Obesity is defined as “abnormal or excessive fat accumulation that presents a risk to health.”[1]

BMI is a simple index of weight for height that is commonly used to classify overweight and obesity in adults. It is defined on a person weight in kilograms divided by the square of his height in meters (kg/m2). For adults WHO defines overweight as BMI ≥25 kg/m2 and obesity BMI ≥30 kg/m2.[1] BMI between 18.5 and 24.9 kg/m2 is considered healthy body mass and <18.5 kg/m2 is considered underweight or lean. WHO child growth percentile charts are available for children and adolescents. BMI is a commonly used, simple bedside measure of obesity. It is a good instrument for epidemiological studies. It is useful for population-level measure of overweight and obesity as it is the same for both sexes and for all ages of adults.[1] In case of muscular people especially athletes, its role becomes questionable. BMI does not give a measure of body fat mass and BMI does not distinguish weight associated with muscle and fat. Many types of investigations are available now to find out lean body mass. Dual-energy X-ray absorptiometry, plethysmography, and bioelectric impedance are few examples. BMI also does not distinguish body fat distribution.
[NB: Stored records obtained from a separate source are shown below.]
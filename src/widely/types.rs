//! Wire types for the Widely JSON-over-HTTPS protocol.

use serde::{Deserialize, Deserializer, Serialize};
use serde_json::{Map, Value};

use super::auth::AuthTriple;

/// Request payload object.
pub type Payload = Map<String, Value>;

// ── Identifiers ──────────────────────────────────────────────────

/// Upstream identifier of a provisioned line. Widely accepts either a
/// number or a string and we send back whatever form we were given.
#[derive(Debug, Clone, PartialEq, Eq, Hash, Serialize, Deserialize)]
#[serde(untagged)]
pub enum EndpointId {
    Number(i64),
    Text(String),
}

impl EndpointId {
    pub fn is_blank(&self) -> bool {
        matches!(self, Self::Text(s) if s.trim().is_empty())
    }

    pub fn to_value(&self) -> Value {
        match self {
            Self::Number(n) => Value::from(*n),
            Self::Text(s) => Value::from(s.trim()),
        }
    }
}

impl std::fmt::Display for EndpointId {
    fn fmt(&self, f: &mut std::fmt::Formatter<'_>) -> std::fmt::Result {
        match self {
            Self::Number(n) => write!(f, "{n}"),
            Self::Text(s) => f.write_str(s),
        }
    }
}

impl From<i64> for EndpointId {
    fn from(value: i64) -> Self {
        Self::Number(value)
    }
}

impl From<&str> for EndpointId {
    fn from(value: &str) -> Self {
        Self::Text(value.to_string())
    }
}

impl From<String> for EndpointId {
    fn from(value: String) -> Self {
        Self::Text(value)
    }
}

// ── Envelope ─────────────────────────────────────────────────────

/// Outbound envelope. One per call, bound to a freshly minted auth triple.
#[derive(Debug, Clone, Serialize)]
pub struct RemoteCall {
    pub auth: AuthTriple,
    pub func_name: String,
    pub data: Payload,
}

/// Upstream `error_code`. Numeric on most functions; a few send numeric
/// strings, and some send a symbolic code such as `"AUTH_FAILED"`.
#[derive(Debug, Clone, PartialEq, Eq, Serialize)]
#[serde(untagged)]
pub enum ErrorCode {
    Numeric(i64),
    Other(String),
}

impl ErrorCode {
    /// Only a code that normalises to exactly 200 means success.
    pub fn is_ok(&self) -> bool {
        matches!(self, Self::Numeric(200))
    }
}

impl From<i64> for ErrorCode {
    fn from(value: i64) -> Self {
        Self::Numeric(value)
    }
}

impl std::fmt::Display for ErrorCode {
    fn fmt(&self, f: &mut std::fmt::Formatter<'_>) -> std::fmt::Result {
        match self {
            Self::Numeric(n) => write!(f, "{n}"),
            Self::Other(s) => f.write_str(s),
        }
    }
}

/// Raw upstream response, returned unvalidated by the gateway.
///
/// Widely signals failure either with an `error_code` other than 200 or
/// with `status: "ERROR"`, depending on the function called.
#[derive(Debug, Clone, Default, PartialEq, Serialize, Deserialize)]
pub struct RemoteResult {
    #[serde(
        default,
        deserialize_with = "lenient_code",
        skip_serializing_if = "Option::is_none"
    )]
    pub error_code: Option<ErrorCode>,
    #[serde(
        default,
        deserialize_with = "lenient_text",
        skip_serializing_if = "Option::is_none"
    )]
    pub status: Option<String>,
    #[serde(
        default,
        deserialize_with = "lenient_text",
        skip_serializing_if = "Option::is_none"
    )]
    pub message: Option<String>,
    #[serde(default, skip_serializing_if = "Option::is_none")]
    pub data: Option<Value>,
}

/// Normalised view of a [`RemoteResult`].
#[derive(Debug, Clone, PartialEq)]
pub enum RemoteOutcome {
    Success(Option<Value>),
    Failure {
        code: Option<ErrorCode>,
        message: Option<String>,
    },
}

impl RemoteResult {
    /// Collapse both failure conventions into one tagged result.
    pub fn outcome(&self) -> RemoteOutcome {
        let bad_code = self.error_code.as_ref().is_some_and(|c| !c.is_ok());
        let error_status = self
            .status
            .as_deref()
            .is_some_and(|s| s.trim().eq_ignore_ascii_case("ERROR"));

        if bad_code || error_status {
            RemoteOutcome::Failure {
                code: self.error_code.clone(),
                message: self.message.clone(),
            }
        } else {
            RemoteOutcome::Success(self.data.clone())
        }
    }

    pub fn is_success(&self) -> bool {
        matches!(self.outcome(), RemoteOutcome::Success(_))
    }

    /// Take the `data` payload, `Null` when absent.
    pub fn into_data(self) -> Value {
        self.data.unwrap_or(Value::Null)
    }
}

/// Numbers and numeric strings become [`ErrorCode::Numeric`]; anything else
/// present is kept verbatim so it still reads as a failure.
fn lenient_code<'de, D>(deserializer: D) -> Result<Option<ErrorCode>, D::Error>
where
    D: Deserializer<'de>,
{
    let raw = Option::<Value>::deserialize(deserializer)?;
    Ok(match raw {
        None | Some(Value::Null) => None,
        Some(Value::Number(n)) => Some(match n.as_i64() {
            Some(i) => ErrorCode::Numeric(i),
            None => ErrorCode::Other(n.to_string()),
        }),
        Some(Value::String(s)) => Some(match s.trim().parse::<i64>() {
            Ok(i) => ErrorCode::Numeric(i),
            Err(_) => ErrorCode::Other(s),
        }),
        Some(other) => Some(ErrorCode::Other(other.to_string())),
    })
}

/// `message` and `status` are usually strings, but numbers and objects
/// show up too. Keep their text rather than rejecting the whole body.
fn lenient_text<'de, D>(deserializer: D) -> Result<Option<String>, D::Error>
where
    D: Deserializer<'de>,
{
    let raw = Option::<Value>::deserialize(deserializer)?;
    Ok(match raw {
        None | Some(Value::Null) => None,
        Some(Value::String(s)) => Some(s),
        Some(other) => Some(other.to_string()),
    })
}
use std::str::FromStr;

use chrono::{DateTime, Utc};
use chrono_tz::Tz;

use super::cancel::SchedulerError;

/// Cron expression evaluated in a fixed IANA timezone.
#[derive(Debug, Clone)]
pub struct CronSchedule {
    expression: String,
    schedule: cron::Schedule,
    timezone: Tz,
}

impl CronSchedule {
    pub fn parse(expression: &str, timezone: &str) -> Result<Self, SchedulerError> {
        let schedule = cron::Schedule::from_str(expression.trim()).map_err(|e| {
            SchedulerError::InvalidSchedule(format!("cron expression '{expression}': {e}"))
        })?;
        let timezone = timezone
            .trim()
            .parse::<Tz>()
            .map_err(|e| SchedulerError::InvalidSchedule(format!("timezone '{timezone}': {e}")))?;
        Ok(Self {
            expression: expression.trim().to_string(),
            schedule,
            timezone,
        })
    }

    pub fn expression(&self) -> &str {
        &self.expression
    }

    pub fn timezone(&self) -> Tz {
        self.timezone
    }

    /// First fire time strictly after `after`.
    pub fn next_after(&self, after: DateTime<Utc>) -> Option<DateTime<Utc>> {
        self.schedule
            .after(&after.with_timezone(&self.timezone))
            .next()
            .map(|at| at.with_timezone(&Utc))
    }

    /// Next `count` fire times after `after`.
    pub fn upcoming(&self, after: DateTime<Utc>, count: usize) -> Vec<DateTime<Utc>> {
        self.schedule
            .after(&after.with_timezone(&self.timezone))
            .take(count)
            .map(|at| at.with_timezone(&Utc))
            .collect()
    }

    /// Calendar date in the schedule's timezone.
    pub fn local_date(&self, at: DateTime<Utc>) -> chrono::NaiveDate {
        at.with_timezone(&self.timezone).date_naive()
    }
}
Fat distribution i.e., visceral (truncal/central) obesity can predict the development of metabolic syndrome and its attended diseases than peripheral distribution (android and gynecoid type). This can be inferred by waist circumference measurement or waist: hip ratio and waist: height ratio. Insulin sensitivity and its measurement is also advocated and it is a risk factor for cardiovascular events. Homeostatic Model Assessment of Insulin Resistance (HOMA-IR) is widely used in predicting cardiometabolic risks. Magnetic resonance imaging and computerized tomogram (scan) have also come into practice for determination of obesity.[2] Assessment of physical fitness also occupies an important role in the evaluation of cardio-metabolic risk. Measurement of inflammatory markers, e.g., C-reactive protein (CRP) is also used in clinical research to predict cardiometabolic risk.
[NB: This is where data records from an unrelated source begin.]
//! Device actions and the single dispatch path they all go through.
//!
//! Every "do something to one line" operation is a [`DeviceAction`]. The
//! mapping from variant to Widely function name and payload lives in
//! [`DeviceAction::route`] and nowhere else; new operations extend that
//! match instead of repeating the call/validate sequence.

use std::sync::Arc;

use serde_json::{json, Value};

use super::client::WidelyApi;
use super::error::WidelyError;
use super::types::{EndpointId, Payload, RemoteResult};
use super::validate::{validate_required_params, validate_widely_result};

// ── Network preference ───────────────────────────────────────────

/// Which host network(s) a line may register on.
#[derive(Debug, Clone, Copy, PartialEq, Eq, Hash)]
pub enum NetworkPreference {
    PelephoneOnly,
    PartnerOnly,
    BothPelephoneFirst,
    BothPartnerFirst,
}

/// Human-facing name → preference → upstream action literal.
const NETWORK_PREFERENCES: &[(&str, NetworkPreference, &str)] = &[
    (
        "pelephone_only",
        NetworkPreference::PelephoneOnly,
        "pelephone_only_force",
    ),
    (
        "partner_only",
        NetworkPreference::PartnerOnly,
        "partner_only_force",
    ),
    (
        "both_pelephone_first",
        NetworkPreference::BothPelephoneFirst,
        "both_networks_pl_first_force",
    ),
    (
        "both_partner_first",
        NetworkPreference::BothPartnerFirst,
        "both_networks_pr_first_force",
    ),
];

impl NetworkPreference {
    /// Upstream literal sent as `action` to `send_mobile_action`.
    pub fn upstream_action(self) -> &'static str {
        NETWORK_PREFERENCES
            .iter()
            .find(|(_, pref, _)| *pref == self)
            .map_or("", |(_, _, literal)| literal)
    }

    pub fn name(self) -> &'static str {
        NETWORK_PREFERENCES
            .iter()
            .find(|(_, pref, _)| *pref == self)
            .map_or("", |(name, _, _)| name)
    }

    pub fn supported_names() -> Vec<&'static str> {
        NETWORK_PREFERENCES.iter().map(|(name, _, _)| *name).collect()
    }
}

impl std::str::FromStr for NetworkPreference {
    type Err = WidelyError;

    /// Case-insensitive; spaces and dashes are treated as underscores.
    fn from_str(s: &str) -> Result<Self, Self::Err> {
        let normalized: String = s
            .trim()
            .chars()
            .map(|c| match c {
                ' ' | '-' => '_',
                other => other.to_ascii_lowercase(),
            })
            .collect();

        NETWORK_PREFERENCES
            .iter()
            .find(|(name, _, _)| *name == normalized)
            .map(|(_, pref, _)| *pref)
            .ok_or_else(|| WidelyError::InvalidParam {
                field: "network".into(),
                reason: format!(
                    "unknown network preference '{s}'. Supported values: {}",
                    Self::supported_names().join(", ")
                ),
            })
    }
}

// ── Device action ────────────────────────────────────────────────

/// A supported action against one provisioned line.
#[derive(Debug, Clone, PartialEq, Eq)]
pub enum DeviceAction {
    Terminate,
    ResetVoicemailPin,
    SendApn,
    SetNetwork(NetworkPreference),
    Freeze,
    Unfreeze,
    LockImei { imei: String },
    UnlockImei,
    ChangePackage { package_id: i64 },
}

impl DeviceAction {
    /// Stable identifier for logs and error context.
    pub fn name(&self) -> &'static str {
        match self {
            Self::Terminate => "terminate",
            Self::ResetVoicemailPin => "reset_voicemail_pin",
            Self::SendApn => "send_apn",
            Self::SetNetwork(_) => "set_network",
            Self::Freeze => "freeze",
            Self::Unfreeze => "unfreeze",
            Self::LockImei { .. } => "lock_imei",
            Self::UnlockImei => "unlock_imei",
            Self::ChangePackage { .. } => "change_package",
        }
    }

    /// Widely function name and payload for this action.
    pub fn route(&self, endpoint_id: &EndpointId) -> (&'static str, Payload) {
        let id = endpoint_id.to_value();
        let (func_name, data) = match self {
            Self::Terminate => ("prov_terminate_mobile", json!({ "endpoint_id": id })),
            Self::ResetVoicemailPin => (
                "send_mobile_action",
                json!({ "endpoint_id": id, "action": "prov_reset_vm_pincode" }),
            ),
            Self::SendApn => (
                "send_mobile_action",
                json!({ "endpoint_id": id, "action": "send_apn" }),
            ),
            Self::SetNetwork(pref) => (
                "send_mobile_action",
                json!({ "endpoint_id": id, "action": pref.upstream_action() }),
            ),
            Self::Freeze => (
                "freeze_unfreeze_endpoint",
                json!({ "endpoint_id": id, "action": "freeze" }),
            ),
            Self::Unfreeze => (
                "freeze_unfreeze_endpoint",
                json!({ "endpoint_id": id, "action": "unfreeze" }),
            ),
            Self::LockImei { imei } => (
                "prov_update_mobile",
                json!({ "endpoint_id": id, "imei": imei, "lock_imei": true }),
            ),
            Self::UnlockImei => (
                "prov_update_mobile",
                json!({ "endpoint_id": id, "lock_imei": false }),
            ),
            Self::ChangePackage { package_id } => (
                "prov_update_mobile_subscription",
                json!({ "endpoint_id": id, "package_id": package_id }),
            ),
        };
        let data = match data {
            Value::Object(map) => map,
            _ => Payload::new(),
        };
        (func_name, data)
    }
}

// ── Dispatcher ───────────────────────────────────────────────────

/// Sends a [`DeviceAction`] to one line: validate, route, call, check.
#[derive(Clone)]
pub struct ActionDispatcher {
    api: Arc<dyn WidelyApi>,
}

impl ActionDispatcher {
    pub fn new(api: Arc<dyn WidelyApi>) -> Self {
        Self { api }
    }

    /// Both arguments are required. Missing ones fail with
    /// [`WidelyError::Validation`] before anything is sent.
    pub async fn send_action(
        &self,
        endpoint_id: Option<&EndpointId>,
        action: Option<&DeviceAction>,
    ) -> Result<RemoteResult, WidelyError> {
        let id_value = endpoint_id.map_or(Value::Null, EndpointId::to_value);
        let action_value = action.map_or(Value::Null, |a| Value::from(a.name()));
        validate_required_params([("endpoint_id", &id_value), ("action", &action_value)])?;

        let (Some(endpoint_id), Some(action)) = (endpoint_id, action) else {
            return Err(WidelyError::Validation {
                missing: vec!["endpoint_id".into(), "action".into()],
            });
        };

        let (func_name, data) = action.route(endpoint_id);
        tracing::info!(
            endpoint_id = %endpoint_id,
            action = action.name(),
            func_name,
            "Sending device action"
        );

        let result = self.api.call(func_name, data).await?;
        validate_widely_result(
            &result,
            &format!("Failed to {} for endpoint {endpoint_id}", action.name()),
            false,
        )?;
        Ok(result)
    }
}

#[cfg(test)]
pub(crate) mod tests {
    use super::*;
    use crate::widely::ErrorCode;
    use async_trait::async_trait;
    use parking_lot::Mutex;

    /// Records every call and answers from a scripted queue (default: success).
    #[derive(Default)]
    pub(crate) struct RecordingApi {
        pub calls: Mutex<Vec<(String, Payload)>>,
        pub responses: Mutex<Vec<Result<RemoteResult, WidelyError>>>,
    }

    impl RecordingApi {
        pub fn with_responses(responses: Vec<Result<RemoteResult, WidelyError>>) -> Self {
            let mut responses = responses;
            responses.reverse();
            Self {
                calls: Mutex::new(Vec::new()),
                responses: Mutex::new(responses),
            }
        }

        pub fn call_count(&self) -> usize {
            self.calls.lock().len()
        }
    }

    #[async_trait]
    impl WidelyApi for RecordingApi {
        async fn call(&self, func_name: &str, data: Payload) -> Result<RemoteResult, WidelyError> {
            self.calls.lock().push((func_name.to_string(), data));
            self.responses.lock().pop().unwrap_or_else(|| {
                Ok(RemoteResult {
                    error_code: Some(ErrorCode::Numeric(200)),
                    ..RemoteResult::default()
                })
            })
        }
    }

    fn dispatcher(api: &Arc<RecordingApi>) -> ActionDispatcher {
        ActionDispatcher::new(api.clone())
    }

    #[tokio::test]
    async fn missing_endpoint_fails_before_network() {
        let api = Arc::new(RecordingApi::default());
        let err = dispatcher(&api)
            .send_action(None, Some(&DeviceAction::SendApn))
            .await
            .unwrap_err();
        assert_eq!(err.status_code(), 400);
        assert_eq!(
            err,
            WidelyError::Validation {
                missing: vec!["endpoint_id".into()]
            }
        );
        assert_eq!(api.call_count(), 0);
    }

    #[tokio::test]
    async fn missing_both_lists_both() {
        let api = Arc::new(RecordingApi::default());
        let err = dispatcher(&api).send_action(None, None).await.unwrap_err();
        assert!(err.to_string().contains("endpoint_id, action"));
        assert_eq!(api.call_count(), 0);
    }

    #[tokio::test]
    async fn blank_text_endpoint_is_missing() {
        let api = Arc::new(RecordingApi::default());
        let id = EndpointId::from(" ");
        let err = dispatcher(&api)
            .send_action(Some(&id), Some(&DeviceAction::Terminate))
            .await
            .unwrap_err();
        assert_eq!(err.status_code(), 400);
        assert_eq!(api.call_count(), 0);
    }

    #[tokio::test]
    async fn send_apn_goes_through_send_mobile_action() {
        let api = Arc::new(RecordingApi::default());
        dispatcher(&api)
            .send_action(Some(&EndpointId::from(881)), Some(&DeviceAction::SendApn))
            .await
            .unwrap();

        let calls = api.calls.lock();
        assert_eq!(calls[0].0, "send_mobile_action");
        assert_eq!(calls[0].1["endpoint_id"], json!(881));
        assert_eq!(calls[0].1["action"], json!("send_apn"));
    }

    #[tokio::test]
    async fn upstream_failure_propagates_with_context() {
        let api = Arc::new(RecordingApi::with_responses(vec![Ok(RemoteResult {
            status: Some("ERROR".into()),
            message: Some("line already terminated".into()),
            ..RemoteResult::default()
        })]));
        let err = dispatcher(&api)
            .send_action(Some(&EndpointId::from(5)), Some(&DeviceAction::Terminate))
            .await
            .unwrap_err();
        assert_eq!(err.status_code(), 500);
        let msg = err.to_string();
        assert!(msg.contains("terminate"));
        assert!(msg.contains("endpoint 5"));
        assert!(msg.contains("line already terminated"));
    }

    #[tokio::test]
    async fn success_without_data_is_accepted() {
        let api = Arc::new(RecordingApi::default());
        let result = dispatcher(&api)
            .send_action(Some(&EndpointId::from(5)), Some(&DeviceAction::Freeze))
            .await
            .unwrap();
        assert!(result.data.is_none());
    }

    #[test]
    fn route_table_covers_every_action() {
        let id = EndpointId::from(10);
        let cases = [
            (DeviceAction::Terminate, "prov_terminate_mobile", None),
            (
                DeviceAction::ResetVoicemailPin,
                "send_mobile_action",
                Some("prov_reset_vm_pincode"),
            ),
            (DeviceAction::SendApn, "send_mobile_action", Some("send_apn")),
            (
                DeviceAction::SetNetwork(NetworkPreference::BothPelephoneFirst),
                "send_mobile_action",
                Some("both_networks_pl_first_force"),
            ),
            (
                DeviceAction::SetNetwork(NetworkPreference::PelephoneOnly),
                "send_mobile_action",
                Some("pelephone_only_force"),
            ),
            (DeviceAction::Freeze, "freeze_unfreeze_endpoint", Some("freeze")),
            (
                DeviceAction::Unfreeze,
                "freeze_unfreeze_endpoint",
                Some("unfreeze"),
            ),
            (DeviceAction::UnlockImei, "prov_update_mobile", None),
            (
                DeviceAction::ChangePackage { package_id: 3 },
                "prov_update_mobile_subscription",
                None,
            ),
        ];
        for (action, func, literal) in cases {
            let (func_name, data) = action.route(&id);
            assert_eq!(func_name, func, "{action:?}");
            assert_eq!(data["endpoint_id"], json!(10));
            assert_eq!(data.get("action").and_then(Value::as_str), literal, "{action:?}");
        }
    }

    #[test]
    fn lock_imei_payload_carries_imei() {
        let (_, data) = DeviceAction::LockImei {
            imei: "356938035643809".into(),
        }
        .route(&EndpointId::from("77"));
        assert_eq!(data["endpoint_id"], json!("77"));
        assert_eq!(data["imei"], json!("356938035643809"));
        assert_eq!(data["lock_imei"], json!(true));
    }

    #[test]
    fn network_preference_parsing() {
        assert_eq!(
            "Both Pelephone First".parse::<NetworkPreference>().unwrap(),
            NetworkPreference::BothPelephoneFirst
        );
        assert_eq!(
            "pelephone-only".parse::<NetworkPreference>().unwrap(),
            NetworkPreference::PelephoneOnly
        );
        let err = "hot".parse::<NetworkPreference>().unwrap_err();
        assert_eq!(err.status_code(), 400);
        assert!(err.to_string().contains("partner_only"));
    }

    #[test]
    fn every_preference_has_name_and_literal() {
        for name in NetworkPreference::supported_names() {
            let pref: NetworkPreference = name.parse().unwrap();
            assert_eq!(pref.name(), name);
            assert!(pref.upstream_action().ends_with("_force"));
        }
    }
}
  Concept of Metabolic Healthy Obesity (MHO) Top


The concept of metabolically healthy obesity (MHO) is derived from the observation that there are people with obesity who do not develop cardiometabolic complications at a given point of time. As early as the 1950s, Jean Vague observed that individuals with obesity have a different predisposition to cardiac and metabolic complications which will be related to body adipose tissue distribution.[9] WHO definition of health is “a state of complete physical, mental and social well-being and not merely the absence of disease or infirmity.”[10] This topic happens to be debatable with conflicts and contradiction. The term MHO, also described as “obesity paradox” throw the question whether it represents a healthy state or a disease. This novel concept had gained momentum from 2010 and resulted in large volume of literature with varying results. There is no universally accepted definition resulting in inconsistency results from studies. The general consensus is BMI ≥30 kg/m2 is considered obesity and MHO can be defined by the absence of any cardiometabolic disorders like DM, DL, hypertension or CVD. An individual who with standard BMI cutoff point for obesity (≥30 kg/m2) can be considered having MHO with the following criteria.[8] (1) Absence of AO on the basis of waist circumference. (2) Absence of components of metabolic syndrome, e.g., normal blood pressure, normal lipid values, normal fasting blood glucose concentration. (3) Insulin sensitivity on the basis of (HOMA-IR). (4) High level of cardiorespiratory fitness. The cutoff for waist circumference varies from population to population. It is ≤102 cm in men and ≤88 cm in women for the USA (ATP III value). The waist circumference of ≤90 cm for men and ≤80 cm for women is followed for South Asians based on a Chinese, Malay and Asian– Indian population. For Europids, the value is ≥94 cm for men and ≥80 cm for women. The criteria for metabolic syndrome are variable. International Diabetic Federation consensus statement and National Cholesterol Education Programme – Third Adult Treatment Panel III (NCEP-ATP III) criteria are widely used.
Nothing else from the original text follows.